Disaggregated inference won. Here’s how to adopt it without burning a year of engineering

May 25, 2026

A user types a question into your chat product. The question is long — they pasted a 14-page contract and asked for the third clause to be summarised. Your serving stack does what every textbook tells it to do: it dispatches the request to a vLLM replica, which begins a forward pass over every token in the prompt to build the KV-cache. The pass takes 2.3 seconds. During those 2.3 seconds, the same replica is supposed to be generating one token at a time for 73 other users who are halfway through their own conversations. They are not. They are waiting. Their TPOT — the time between tokens they see appear on the screen — has just spiked from 38 ms to over a second, because the GPU that is serving them is busy serving one person reading a contract. By the time the contract user gets their first token, an hour’s worth of P99 latency complaints is sitting in your incident channel.

This is the prefill-decode interference problem, and for two years it was the price of doing business on GPU. People wrote it off as the nature of LLM serving. Then somebody noticed that the price had gotten silly. A single long prefill can inflate TPOT by 2 to 30× under realistic bursts — not a bug, but the consequence of treating two fundamentally different workloads as if they were the same workload. They are not. The architecture that fixes this is now eighteen months old in production, has been accepted into the CNCF, and is treated as the default at every scale that matters. If you are still running monolithic vLLM 0.5 on a single GPU pool, you are paying the 2-to-30× tax every day.

This is a migration playbook. Not a tour of the research literature, not a sales deck for a vendor. It’s the answer to a specific question: you have a working LLM serving stack today, the architecture has shifted underneath you, what do you do about it on Monday morning.

Two workloads in a trench coat

The reason a single GPU pool can’t serve both phases well is that prefill and decode are different kinds of work pretending to be the same kind of work. Prefill takes a prompt, runs a full forward pass over every input token at once, and produces the KV-cache that the decoder will read from. It is gloriously parallel and saturates the GPU’s tensor cores. Throughput is dominated by FLOPs. The bigger the prompt, the longer it takes; latency scales with input length.

Decode is the opposite shape. It reads the KV-cache the prefill produced and generates one output token at a time. Each step requires touching every cached key and value tensor in memory. The arithmetic is trivial — a few matrix-vector products — but the memory bandwidth is the wall. You are bottlenecked by how fast HBM can stream the KV-cache through the SM, not by how many FLOPs the SM can do. The only way to make decode efficient is to batch many concurrent sequences together so that the same memory traffic amortizes across many users.

Now put both phases on the same GPU pool with continuous batching and ask what happens when a long prefill shows up. The scheduler has two options. Pause ongoing decodes and run the prefill first — every existing user sees a TPOT spike. Or batch the prefill into the same iteration as the decodes — every user still sees a TPOT spike, because prefill is compute-bound and stretches the iteration long enough that decode tokens crawl. There is no third option. The interference is structural.

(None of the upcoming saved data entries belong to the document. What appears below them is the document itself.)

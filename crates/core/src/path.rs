//! Field paths into documents.
//!
//! A [`FieldPath`] is a pattern like `spec.template.spec.containers[].env`,
//! where `[]` matches any sequence index and `*` matches any map key. Concrete
//! locations found while walking a document are lists of [`PathSegment`].

use std::fmt;

use itertools::Itertools;
use serde::{Deserialize, Deserializer, Serialize, Serializer};

/// One step of a concrete location.
#[derive(Debug, Clone, PartialEq, Eq, Hash, PartialOrd, Ord)]
pub enum PathSegment {
    Key(String),
    Index(usize),
}

/// One step of a path pattern.
#[derive(Debug, Clone, PartialEq, Eq, Hash)]
pub enum PathMatcher {
    Key(String),
    AnyIndex,
    AnyKey,
}

impl PathMatcher {
    pub fn matches_key(&self, key: &str) -> bool {
        match self {
            Self::Key(expected) => expected == key,
            Self::AnyKey => true,
            Self::AnyIndex => false,
        }
    }

    pub const fn matches_index(&self, _index: usize) -> bool {
        matches!(self, Self::AnyIndex)
    }

    pub fn matches(&self, segment: &PathSegment) -> bool {
        match segment {
            PathSegment::Key(key) => self.matches_key(key),
            PathSegment::Index(i) => self.matches_index(*i),
        }
    }
}

/// A path pattern into a document.
#[derive(Debug, Clone, PartialEq, Eq, Hash, Default)]
pub struct FieldPath {
    segments: Vec<PathMatcher>,
}

impl FieldPath {
    /// Parse a dotted pattern. Empty input is the root path.
    ///
    /// `a.b[].c` yields `Key(a), Key(b), AnyIndex, Key(c)`; a bare `*` segment
    /// matches any key.
    pub fn parse(pattern: &str) -> Self {
        let mut segments = Vec::new();
        for part in pattern.split('.').filter(|p| !p.is_empty()) {
            let mut name = part;
            let mut any_index = 0usize;
            while let Some(stripped) = name.strip_suffix("[]") {
                name = stripped;
                any_index = any_index.saturating_add(1);
            }
            match name {
                "" => {}
                "*" => segments.push(PathMatcher::AnyKey),
                key => segments.push(PathMatcher::Key(key.to_string())),
            }
            segments.extend(std::iter::repeat_n(PathMatcher::AnyIndex, any_index));
        }
        Self { segments }
    }

    pub fn segments(&self) -> &[PathMatcher] {
        &self.segments
    }

    pub fn is_root(&self) -> bool {
        self.segments.is_empty()
    }

    /// Whether a concrete location is matched by this pattern exactly.
    pub fn matches(&self, location: &[PathSegment]) -> bool {
        self.segments.len() == location.len()
            && self
                .segments
                .iter()
                .zip(location)
                .all(|(matcher, segment)| matcher.matches(segment))
    }

    /// Whether this pattern matches a prefix of `location`, i.e. `location`
    /// lies inside a matched subtree.
    pub fn contains(&self, location: &[PathSegment]) -> bool {
        location.len() >= self.segments.len()
            && self
                .segments
                .iter()
                .zip(location)
                .all(|(matcher, segment)| matcher.matches(segment))
    }
}

impl fmt::Display for FieldPath {
    fn fmt(&self, f: &mut fmt::Formatter<'_>) -> fmt::Result {
        let mut out = String::new();
        for matcher in &self.segments {
            match matcher {
                PathMatcher::Key(key) => {
                    if !out.is_empty() {
                        out.push('.');
                    }
                    out.push_str(key);
                }
                PathMatcher::AnyKey => {
                    if !out.is_empty() {
                        out.push('.');
                    }
                    out.push('*');
                }
                PathMatcher::AnyIndex => out.push_str("[]"),
            }
        }
        write!(f, "{out}")
    }
}

impl From<&str> for FieldPath {
    fn from(pattern: &str) -> Self {
        Self::parse(pattern)
    }
}

impl Serialize for FieldPath {
    fn serialize<S: Serializer>(&self, serializer: S) -> Result<S::Ok, S::Error> {
        serializer.serialize_str(&self.to_string())
    }
}

impl<'de> Deserialize<'de> for FieldPath {
    fn deserialize<D: Deserializer<'de>>(deserializer: D) -> Result<Self, D::Error> {
        let raw = String::deserialize(deserializer)?;
        Ok(Self::parse(&raw))
    }
}

/// Render a concrete location as `spec.containers[0].image`.
pub fn display_location(location: &[PathSegment]) -> String {
    if location.is_empty() {
        return "<root>".to_string();
    }
    location
        .iter()
        .enumerate()
        .map(|(i, segment)| match segment {
            PathSegment::Key(key) if i == 0 => key.clone(),
            PathSegment::Key(key) => format!(".{key}"),
            PathSegment::Index(index) => format!("[{index}]"),
        })
        .join("")
}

There is one mitigation worth understanding before the full fix. Chunked prefill — breaking a long prefill into smaller chunks interleaved with decode steps — is real, and for small-to-medium workloads it gets you a long way. But it has a quantitative failure mode: splitting prefill into N chunks requires reloading prior chunks’ KV-cache on each subsequent chunk, meaning O(N²) total KV-cache memory accesses instead of O(N). You also face a chunk-size dilemma — chunks below the GPU saturation threshold underutilize compute, chunks at the threshold leave no slots for piggybacked decode tokens. Chunked prefill is a 30–50% solution. Disaggregation is the 2–7× solution.

Who built the 2026 stack

The ecosystem converged in roughly twelve months. The stack choice — which orchestrator, which engine, which transport — is a secondary decision compared to deciding to migrate at all; below the orchestrator, the layers have converged on the same primitives and only the routing layer meaningfully differs.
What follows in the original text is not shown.